▼
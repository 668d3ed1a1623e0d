use std::{
    io::ErrorKind,
    path::{Path, PathBuf},
    sync::Arc,
};

use axum::{
    extract::State,
    http::{
        header::{CACHE_CONTROL, CONTENT_TYPE},
        HeaderName, HeaderValue, StatusCode,
    },
    response::IntoResponse,
    routing::get,
    Json, Router,
};
use shared::{api::Object, SERVICE_WORKER_BINDINGS_URL, SERVICE_WORKER_URL};
use tower::ServiceBuilder;
use tower_http::{
    services::{ServeDir, ServeFile},
    set_header::SetResponseHeaderLayer,
    trace::{DefaultMakeSpan, DefaultOnResponse, TraceLayer},
};
use tracing::{warn, Level};

use crate::errors::AppError;

async fn ping() -> (StatusCode, Json<()>) {
    (StatusCode::OK, Json(()))
}

/// The generated worker bindings. They embed the worker's wasm, so a stale
/// copy would keep an old worker alive and they are never cached.
async fn bindings(State(path): State<Arc<PathBuf>>) -> Result<impl IntoResponse, AppError> {
    let js = match tokio::fs::read(path.as_ref()).await {
        Ok(js) => js,
        Err(e) if e.kind() == ErrorKind::NotFound => {
            warn!("{SERVICE_WORKER_BINDINGS_URL} requested but {path:?} doesn't exist");
            return Err(AppError::new(
                StatusCode::SERVICE_UNAVAILABLE,
                "The worker bindings haven't been built. Build the server with the \
                 wasm32-unknown-unknown target installed.",
            ));
        }
        Err(e) => return Err(e.into()),
    };

    Ok((
        [
            (CONTENT_TYPE, HeaderValue::from_static("text/javascript")),
            (CACHE_CONTROL, HeaderValue::from_static("no-cache")),
        ],
        js,
    ))
}

fn no_cache() -> SetResponseHeaderLayer<HeaderValue> {
    SetResponseHeaderLayer::overriding(CACHE_CONTROL, HeaderValue::from_static("no-cache"))
}

/// Routes for the app shell.
///
/// The loader and the worker bindings are always revalidated so a deployment
/// that bumps the cache name inside them is picked up by the browser's update
/// check. Everything else is plain static files.
pub fn router(assets_dir: &Path) -> Router {
    let bindings_path = assets_dir.join(SERVICE_WORKER_BINDINGS_URL.trim_start_matches('/'));

    Router::new()
        .route(Object::Ping.path(), get(ping))
        .route(SERVICE_WORKER_BINDINGS_URL, get(bindings))
        .route_service(
            SERVICE_WORKER_URL,
            ServiceBuilder::new()
                // Add the header to allow a worker served from a sub path to claim the root scope
                .layer(SetResponseHeaderLayer::if_not_present(
                    HeaderName::from_static("service-worker-allowed"),
                    HeaderValue::from_static("/"),
                ))
                .layer(no_cache())
                .service(ServeFile::new(
                    assets_dir.join(SERVICE_WORKER_URL.trim_start_matches('/')),
                )),
        )
        .fallback_service(ServeDir::new(assets_dir))
        .layer(
            TraceLayer::new_for_http()
                .make_span_with(DefaultMakeSpan::new().level(Level::INFO))
                .on_response(DefaultOnResponse::new().level(Level::INFO)),
        )
        .with_state(Arc::new(bindings_path))
}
▲
* [Problem to work on]:
Lines above with "async" in them are the ones to copy.

* [Answer section]:
async fn ping() -> (StatusCode, Json<()>) {
async fn bindings(State(path): State<Arc<PathBuf>>) -> Result<impl IntoResponse, AppError> {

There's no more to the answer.